[Input data — start]
use serde::{Deserialize, Serialize};

use super::codes::{Gender, RecordStatus};
use super::{Audit, Id};

/// A login account as managed on the user administration page.
///
/// The password is write-only: it is sent when creating an account and never
/// decoded from responses.
#[derive(Clone, Debug, Default, PartialEq, Serialize, Deserialize)]
#[serde(default, rename_all = "camelCase")]
pub struct UserAccount {
    #[serde(flatten)]
    pub audit: Audit,
    pub username: String,
    #[serde(skip_deserializing, skip_serializing_if = "Option::is_none")]
    pub password: Option<String>,
    pub real_name: String,
    pub gender: Option<Gender>,
    pub phone: Option<String>,
    pub email: Option<String>,
    pub avatar: Option<String>,
    pub status: RecordStatus,
    pub last_login_time: Option<String>,
    pub last_login_ip: Option<String>,
    pub roles: Vec<Role>,
}

impl UserAccount {
    pub fn display_name(&self) -> &str {
        if self.real_name.is_empty() {
            &self.username
        } else {
            &self.real_name
        }
    }
}

#[derive(Clone, Debug, Default, PartialEq, Serialize, Deserialize)]
#[serde(default, rename_all = "camelCase")]
pub struct Role {
    #[serde(flatten)]
    pub audit: Audit,
    pub role_code: String,
    pub role_name: String,
    pub description: Option<String>,
    pub sort_order: i32,
    pub status: RecordStatus,
}

/// Menu or button permission node.
#[derive(Clone, Debug, Default, PartialEq, Serialize, Deserialize)]
#[serde(default, rename_all = "camelCase")]
pub struct Permission {
    #[serde(flatten)]
    pub audit: Audit,
    pub permission_code: String,
    pub permission_name: String,
    pub permission_type: Option<i32>,
    pub parent_id: Option<Id>,
    pub permission_path: Option<String>,
    pub icon: Option<String>,
    pub sort_order: i32,
    pub status: RecordStatus,
    pub children: Vec<Permission>,
}

impl Permission {
    /// Codes of this node and all descendants, depth first.
    pub fn codes(&self) -> Vec<&str> {
        let mut out = vec![self.permission_code.as_str()];
        for child in &self.children {
            out.extend(child.codes());
        }
        out
    }
}

#[cfg(test)]
mod tests {
    use super::*;

    #[test]
    fn test_password_is_never_decoded() {
        let user: UserAccount = serde_json::from_str(
            r#"{"id":1,"username":"admin","password":"$2a$hash","realName":"","status":1,
                "roles":[{"id":1,"roleCode":"admin","roleName":"Administrator","status":1}]}"#,
        )
        .unwrap();
        assert!(user.password.is_none());
        assert_eq!(user.display_name(), "admin");
        assert_eq!(user.roles[0].role_code, "admin");

        let json = serde_json::to_value(&user).unwrap();
        assert!(json.get("password").is_none());
    }

    #[test]
    fn test_permission_tree_codes() {
        let tree: Permission = serde_json::from_str(
            r#"{"permissionCode":"system","children":[
                {"permissionCode":"system:user","children":[{"permissionCode":"system:user:add"}]},
                {"permissionCode":"system:role"}]}"#,
        )
        .unwrap();
        assert_eq!(tree.codes(), vec!["system", "system:user", "system:user:add", "system:role"]);
    }
}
[Input data — finish]
Instructions for the task: Your reply is to repeat, unchanged, the lines above running from the one with "button permission node." up to and including the one with "#[cfg(test)]".

Written solution:
/// Menu or button permission node.
#[derive(Clone, Debug, Default, PartialEq, Serialize, Deserialize)]
#[serde(default, rename_all = "camelCase")]
pub struct Permission {
    #[serde(flatten)]
    pub audit: Audit,
    pub permission_code: String,
    pub permission_name: String,
    pub permission_type: Option<i32>,
    pub parent_id: Option<Id>,
    pub permission_path: Option<String>,
    pub icon: Option<String>,
    pub sort_order: i32,
    pub status: RecordStatus,
    pub children: Vec<Permission>,
}

impl Permission {
    /// Codes of this node and all descendants, depth first.
    pub fn codes(&self) -> Vec<&str> {
        let mut out = vec![self.permission_code.as_str()];
        for child in &self.children {
            out.extend(child.codes());
        }
        out
    }
}

#[cfg(test)]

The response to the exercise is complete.